Discussion in 'Firearms Research' started by mattk, Aug 3, 2004.

  1. mattk

    mattk Well-Known Member

    Hey I need a little identifying an old Stevens gun. Its a Single shot break action pistol. Single action with a spur hammer. The barrel release is a large button with a slot in it like a flat head screw. It appears to be a centerfire caliber but it isnt marked. What the heck is this thing?

  2. Steven Mace

    Steven Mace Well-Known Member

    mattk, are you able to post a picture of this pistol in question? During the late 1800's into the early 1900's Stevens made a small variety of pistols like you've described.

    Steve Mace
  3. Jagermeister

    Jagermeister Moderator In Memoriam

    Either of these look like what you have?

  4. Jagermeister

    Jagermeister Moderator In Memoriam

    maybe one of these

  5. mattk

    mattk Well-Known Member

    Looks like a model 35. Thanks Jagermister. Know anything about them?
    I cant post a pic. The gun belongs to a friend of mine.
  6. Jagermeister

    Jagermeister Moderator In Memoriam

    From the Gun traders guide

    Chambered for 410 shot shell 6, 8,10 or 12" half octagon bbl. Iron or brass frame w/nickle plaed or casehardened. BATF Class 3 license required to purchase or subject to seizure Made 1923-1942

  7. Gordon

    Gordon Well-Known Member

    I have a model 35 in .22lr, I had one in .25 stevens with a stock, but sold it for $800 (and bought a cherry 1916 DWM Luger!). I have seen them in .32 rim fire also. My .22lr is scarry accurate, like 1.5" at 25 yards with Ely Target ammo.Stay away from Stingers and the like.;)
  8. Jim K

    Jim K Well-Known Member

    Hi, Jaegermeister and Mattk,

    While the No. 35 was made in .410, most were in .22 LR, and it was a fairly popular target gun in the 1920's. The shotgun calibers were dropped with the passage of the NFA in 1934, but production of the .22 continued until WWII.

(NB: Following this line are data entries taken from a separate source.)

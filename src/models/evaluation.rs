use chrono::{DateTime, Utc};
use serde::{Deserialize, Serialize};
use sqlx::FromRow;

/// Last persisted score of a candidate for one category map. Re-submission
/// overwrites it.
#[derive(Debug, Clone, Serialize, Deserialize, FromRow)]
pub struct EvaluationSummary {
    pub id: i64,
    pub user_id: i64,
    pub manager_template_id: i64,
    pub manager_template_category_id: i64,
    pub score: i64,
}

#[derive(Debug, Clone)]
pub struct NewEvaluationSummary {
    pub user_id: i64,
    pub manager_template_id: i64,
    pub manager_template_category_id: i64,
    pub score: i64,
}

/// One answered question of one submission. Rows accumulate across retakes.
#[derive(Debug, Clone, Serialize, Deserialize, FromRow)]
pub struct AnswerResult {
    pub id: i64,
    pub user_id: i64,
    pub manager_template_category_id: i64,
    pub question_id: i64,
    pub selected_option: String,
    pub created_date: Option<DateTime<Utc>>,
}

#[derive(Debug, Clone)]
pub struct NewAnswerResult {
    pub user_id: i64,
    pub manager_template_category_id: i64,
    pub question_id: i64,
    pub selected_option: String,
    pub created_date: DateTime<Utc>,
}
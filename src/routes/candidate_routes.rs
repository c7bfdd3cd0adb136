use axum::{
    extract::{Path, Query, State},
    http::StatusCode,
    response::{IntoResponse, Json},
};

use crate::{
    dto::{result_dto::ResultsQuery, submission_dto::SubmitExamRequest},
    error::Result,
    AppState,
};

#[utoipa::path(
    get,
    path = "/api/candidates/{candidate_id}/exams",
    params(
        ("candidate_id" = i64, Path, description = "Candidate user ID")
    ),
    responses(
        (status = 200, description = "Exams assigned to the candidate"),
        (status = 404, description = "Candidate not found")
    )
)]
#[axum::debug_handler]
pub async fn list_assigned_exams(
    State(state): State<AppState>,
    Path(candidate_id): Path<i64>,
) -> Result<impl IntoResponse> {
    let exams = state.exam_service.get_assigned_exams(candidate_id).await?;
    Ok(Json(exams))
}

#[utoipa::path(
    get,
    path = "/api/candidates/{candidate_id}/assessment/{manager_template_id}",
    params(
        ("candidate_id" = i64, Path, description = "Candidate user ID"),
        ("manager_template_id" = i64, Path, description = "Manager template ID")
    ),
    responses(
        (status = 200, description = "Sampled exam questions grouped by category"),
        (status = 404, description = "Candidate or manager template not found")
    )
)]
#[axum::debug_handler]
pub async fn get_exam_details(
    State(state): State<AppState>,
    Path((candidate_id, manager_template_id)): Path<(i64, i64)>,
) -> Result<impl IntoResponse> {
    let view = state
        .exam_service
        .get_exam_details(candidate_id, manager_template_id)
        .await?;
    Ok(Json(view))
}

#[utoipa::path(
    post,
    path = "/api/candidates/{candidate_id}/assessment/{manager_template_id}/submit",
    params(
        ("candidate_id" = i64, Path, description = "Candidate user ID"),
        ("manager_template_id" = i64, Path, description = "Manager template ID")
    ),
    responses(
        (status = 201, description = "Submission graded and recorded"),
        (status = 400, description = "Answer map missing or empty"),
        (status = 404, description = "Candidate or exam not found")
    )
)]
#[axum::debug_handler]
pub async fn submit_exam(
    State(state): State<AppState>,
    Path((candidate_id, manager_template_id)): Path<(i64, i64)>,
    Json(payload): Json<SubmitExamRequest>,
) -> Result<impl IntoResponse> {
    let report = state
        .submission_service
        .submit_exam(candidate_id, manager_template_id, payload)
        .await?;
    Ok((StatusCode::CREATED, Json(report)))
}

#[utoipa::path(
    get,
    path = "/api/candidates/{candidate_id}/results",
    params(
        ("candidate_id" = i64, Path, description = "Candidate user ID"),
        ("manager_template_id" = Option<i64>, Query, description = "Restrict to one manager template")
    ),
    responses(
        (status = 200, description = "Evaluation summaries with answered questions"),
        (status = 404, description = "Candidate not found")
    )
)]
#[axum::debug_handler]
pub async fn list_results(
    State(state): State<AppState>,
    Path(candidate_id): Path<i64>,
    Query(query): Query<ResultsQuery>,
) -> Result<impl IntoResponse> {
    let results = state
        .result_service
        .get_all_results(candidate_id, query.manager_template_id)
        .await?;
    Ok(Json(results))
}

#[utoipa::path(
    get,
    path = "/api/candidates/{candidate_id}/results/{evaluation_id}",
    params(
        ("candidate_id" = i64, Path, description = "Candidate user ID"),
        ("evaluation_id" = i64, Path, description = "Evaluation summary ID")
    ),
    responses(
        (status = 200, description = "One evaluation with every recorded answer"),
        (status = 404, description = "Candidate or evaluation not found")
    )
)]
#[axum::debug_handler]
pub async fn get_result(
    State(state): State<AppState>,
    Path((candidate_id, evaluation_id)): Path<(i64, i64)>,
) -> Result<impl IntoResponse> {
    let detail = state
        .result_service
        .get_result_by_id(candidate_id, evaluation_id)
        .await?;
    Ok(Json(detail))
}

    I do not think the No. 35 itself was made in CF pistol calibers or with a stock, but similar pistols were; the Lord Model (No. 36), for example, was made in .32 Short Colt, 38 Long Colt and .44 Russian as well as in .22 LR, .25 Stevens and .22 WRF. The .44 Russian was a very popular target round in the 1890-1910 time period. The models with shoulder stocks were called "pocket rifles" or "pocket shotguns". While originally under the NFA, they have been removed from the NFA and reclassified as curios and relics. Many, of course, were made prior to 1899 and so are antiques, as well.

    Stevens made several models with features preferred by a prominent shooter, and named the gun for that shooter; there were the aforementioned Stevens-Lord, the Stevens-Conlin (No. 38), and Stevens-Gould (No. 37). Some had trigger guards, some had spur triggers.

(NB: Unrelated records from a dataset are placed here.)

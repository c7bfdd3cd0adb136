use axum::{extract::State, http::StatusCode, response::IntoResponse, Json};
use serde_json::json;

use crate::database::store::Store;
use crate::AppState;

#[utoipa::path(
    get,
    path = "/health",
    responses(
        (status = 200, description = "Service is up")
    )
)]
#[axum::debug_handler]
pub async fn health(State(state): State<AppState>) -> impl IntoResponse {
    let body = json!({
        "status": "ok",
        "storage": state.store.backend_tag(),
    });
    (StatusCode::OK, Json(body))
}
use chrono::{DateTime, Utc};
use serde::{Deserialize, Serialize};
use validator::Validate;

/// Count fields arrive as strings and are parsed as positive integers by the
/// scheduler, so that a non-numeric value is reported against its field.
#[derive(Debug, Clone, Default, Serialize, Deserialize, Validate)]
pub struct ScheduleExamRequest {
    pub template_id: Option<i64>,
    pub manager_id: Option<i64>,
    #[validate(length(min = 1, max = 100))]
    pub skill_level: Option<String>,
    pub question_count: Option<String>,
    pub time_limit_minutes: Option<String>,
    pub scheduled_at: Option<DateTime<Utc>>,
    #[validate(length(min = 1))]
    pub user_ids: Option<Vec<i64>>,
}

#[derive(Debug, Clone, Serialize, Deserialize)]
pub struct ScheduledAssessment {
    pub template_id: i64,
    pub manager_template_id: i64,
    pub manager_id: i64,
    pub skill_level: String,
    pub question_count: String,
    pub time_limit_minutes: String,
    pub scheduled_at: DateTime<Utc>,
    #[serde(skip_serializing_if = "Option::is_none")]
    pub user_ids: Option<Vec<i64>>,
    pub user_names: Vec<String>,
}
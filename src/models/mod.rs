pub mod assignment;
pub mod category;
pub mod evaluation;
pub mod question;
pub mod template;
pub mod user;
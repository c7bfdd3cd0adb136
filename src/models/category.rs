use chrono::{DateTime, Utc};
use serde::{Deserialize, Serialize};
use sqlx::FromRow;

#[derive(Debug, Clone, Copy, PartialEq, Eq, Serialize, Deserialize, Default)]
#[serde(rename_all = "snake_case")]
pub enum ReviewStatus {
    #[default]
    Scheduled,
    InProgress,
    Completed,
}

impl ReviewStatus {
    pub fn code(self) -> i32 {
        match self {
            ReviewStatus::Scheduled => 0,
            ReviewStatus::InProgress => 1,
            ReviewStatus::Completed => 2,
        }
    }

    pub fn label(self) -> &'static str {
        match self {
            ReviewStatus::Scheduled => "Review Scheduled",
            ReviewStatus::InProgress => "Review In Progress",
            ReviewStatus::Completed => "Review Completed",
        }
    }
}

/// Unknown codes fall back to `Scheduled`.
impl From<i32> for ReviewStatus {
    fn from(code: i32) -> Self {
        match code {
            1 => ReviewStatus::InProgress,
            2 => ReviewStatus::Completed,
            _ => ReviewStatus::Scheduled,
        }
    }
}

#[derive(Debug, Clone, Serialize, Deserialize, FromRow)]
pub struct Category {
    pub id: i64,
    pub name: String,
    pub sub_category: Option<String>,
    pub application_area: Option<String>,
    pub skill_level: Option<String>,
    pub reference: Option<String>,
    pub description: Option<String>,
    #[sqlx(try_from = "i32")]
    pub review_status: ReviewStatus,
    pub created_user_id: Option<String>,
    pub created_date: Option<DateTime<Utc>>,
}

impl Category {
    pub fn new(id: i64, name: impl Into<String>) -> Self {
        Self {
            id,
            name: name.into(),
            sub_category: None,
            application_area: None,
            skill_level: None,
            reference: None,
            description: None,
            review_status: ReviewStatus::default(),
            created_user_id: None,
            created_date: None,
        }
    }

    /// Name used when the category row itself is missing.
    pub fn fallback_name(category_id: i64) -> String {
        format!("category-{}", category_id)
    }
}

#[cfg(test)]
mod tests {
    use super::*;

    #[test]
    fn review_status_defaults_on_unknown_code() {
        assert_eq!(ReviewStatus::from(1), ReviewStatus::InProgress);
        assert_eq!(ReviewStatus::from(2).label(), "Review Completed");
        assert_eq!(ReviewStatus::from(42), ReviewStatus::Scheduled);
        assert_eq!(ReviewStatus::from(-1).code(), 0);
    }
}
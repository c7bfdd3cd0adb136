use std::collections::{BTreeMap, HashMap};

use chrono::{DateTime, Utc};
use serde::{Deserialize, Serialize};

/// `answers` maps question id to the selected option. A `null` selection is
/// treated as unanswered.
#[derive(Debug, Clone, Default, Serialize, Deserialize)]
pub struct SubmitExamRequest {
    pub answers: Option<HashMap<i64, Option<String>>>,
}

#[derive(Debug, Clone, Copy, PartialEq, Eq, Serialize, Deserialize)]
#[serde(rename_all = "lowercase")]
pub enum AnswerStatus {
    Correct,
    Incorrect,
    Unanswered,
}

#[derive(Debug, Clone, Serialize, Deserialize)]
#[serde(rename_all = "camelCase")]
pub struct QuestionOutcome {
    pub question_id: i64,
    pub category: String,
    pub question: String,
    pub selected_option: Option<String>,
    pub correct_answer: String,
    pub status: AnswerStatus,
}

#[derive(Debug, Clone, Serialize, Deserialize)]
#[serde(rename_all = "camelCase")]
pub struct SubjectScore {
    pub score: i64,
    pub weightage: i32,
    pub weighted_score: i64,
}

#[derive(Debug, Clone, Serialize, Deserialize)]
#[serde(rename_all = "camelCase")]
pub struct WeightageDetails {
    pub total_weightage: i64,
    pub weighted_score: f64,
}

#[derive(Debug, Clone, Default, Serialize, Deserialize)]
#[serde(rename_all = "camelCase")]
pub struct Analysis {
    pub total_questions: usize,
    pub correct: usize,
    pub incorrect: usize,
    pub unanswered: usize,
    pub details: Vec<QuestionOutcome>,
}

#[derive(Debug, Clone, Serialize, Deserialize)]
#[serde(rename_all = "camelCase")]
pub struct ScoreReport {
    pub candidate_id: i64,
    pub manager_template_id: i64,
    pub submitted_at: DateTime<Utc>,
    /// Keyed by lower-cased category name.
    pub subjects: BTreeMap<String, SubjectScore>,
    pub total_score: f64,
    pub weightage_details: WeightageDetails,
    pub analysis: Analysis,
}
use chrono::{DateTime, Utc};
use serde::{Deserialize, Serialize};
use sqlx::FromRow;

/// Weight applied when a category map carries no weighage.
pub const DEFAULT_WEIGHAGE: i32 = 1;

#[derive(Debug, Clone, Serialize, Deserialize, FromRow)]
pub struct AdminTemplate {
    pub id: i64,
    pub name: String,
    pub description: Option<String>,
    pub created_user_id: Option<String>,
    pub created_date: Option<DateTime<Utc>>,
    pub modified_user_id: Option<String>,
    pub modified_date: Option<DateTime<Utc>>,
}

#[derive(Debug, Clone, Serialize, Deserialize, FromRow)]
pub struct AdminTemplateCategoryMap {
    pub id: i64,
    pub admin_template_id: i64,
    pub category_id: i64,
    pub weighage: Option<i32>,
    pub difficulty_level: Option<String>,
    pub created_user_id: Option<String>,
    pub created_date: Option<DateTime<Utc>>,
    pub modified_user_id: Option<String>,
    pub modified_date: Option<DateTime<Utc>>,
}

/// A manager-owned copy of an admin template, created per scheduled exam.
#[derive(Debug, Clone, Serialize, Deserialize, FromRow)]
pub struct ManagerTemplate {
    pub id: i64,
    pub name: String,
    pub manager_id: i64,
    pub description: Option<String>,
    pub skill_level: Option<String>,
    pub question_count: i32,
    pub created_user_id: Option<String>,
    pub created_date: Option<DateTime<Utc>>,
    pub modified_user_id: Option<String>,
    pub modified_date: Option<DateTime<Utc>>,
}

#[derive(Debug, Clone)]
pub struct NewManagerTemplate {
    pub name: String,
    pub manager_id: i64,
    pub description: Option<String>,
    pub skill_level: Option<String>,
    pub question_count: i32,
    pub created_user_id: String,
    pub created_date: DateTime<Utc>,
}

/// One (template, category, weighage, difficulty) slot; the unit an
/// assignment binds to.
#[derive(Debug, Clone, Serialize, Deserialize, FromRow)]
pub struct ManagerTemplateCategoryMap {
    pub id: i64,
    pub manager_template_id: i64,
    pub category_id: i64,
    pub weighage: Option<i32>,
    pub difficulty_level: Option<String>,
    pub created_user_id: Option<String>,
    pub created_date: Option<DateTime<Utc>>,
    pub modified_user_id: Option<String>,
    pub modified_date: Option<DateTime<Utc>>,
}

impl ManagerTemplateCategoryMap {
    pub fn effective_weighage(&self) -> i32 {
        self.weighage.unwrap_or(DEFAULT_WEIGHAGE)
    }
}

#[derive(Debug, Clone)]
pub struct NewCategoryMap {
    pub manager_template_id: i64,
    pub category_id: i64,
    pub weighage: Option<i32>,
    pub difficulty_level: Option<String>,
    pub created_user_id: String,
    pub created_date: DateTime<Utc>,
}

impl NewCategoryMap {
    /// Copies the category, weighage and difficulty of an admin slot.
    pub fn copied_from(
        source: &AdminTemplateCategoryMap,
        manager_template_id: i64,
        actor: &str,
        at: DateTime<Utc>,
    ) -> Self {
        Self {
            manager_template_id,
            category_id: source.category_id,
            weighage: source.weighage,
            difficulty_level: source.difficulty_level.clone(),
            created_user_id: actor.to_string(),
            created_date: at,
        }
    }
}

    There is a fair amount of collector interest, with some models in good condtion bringing in the neighborhood of $1000 or more.

  9. tacberry

    tacberry Member

    Stevens Pistol ID

    I just found this thread while googling.

    Here's a picture of my stevens pistol:




    I think its a Stevens Lourds pistol (based on the trigger guard). A gunsmith that I showed it to told me it's a .22lr, but I really doubt it. The .22lr does not eject properly. Isn't there a .22 rimfire with a much wider rim?
  10. bfoster

    bfoster Well-Known Member


    Your pistol is probably a Stevens Conlin model, a later production example without the side covered trigger gaurd. While the trigger gaurd is similar to the Lord model, the rear sight pictured is the one shared with the Gould model.

    I've never seen a Conlin chambered for any cartridge other than the .22 LR, unlike many of the other tip Stevens target pistols.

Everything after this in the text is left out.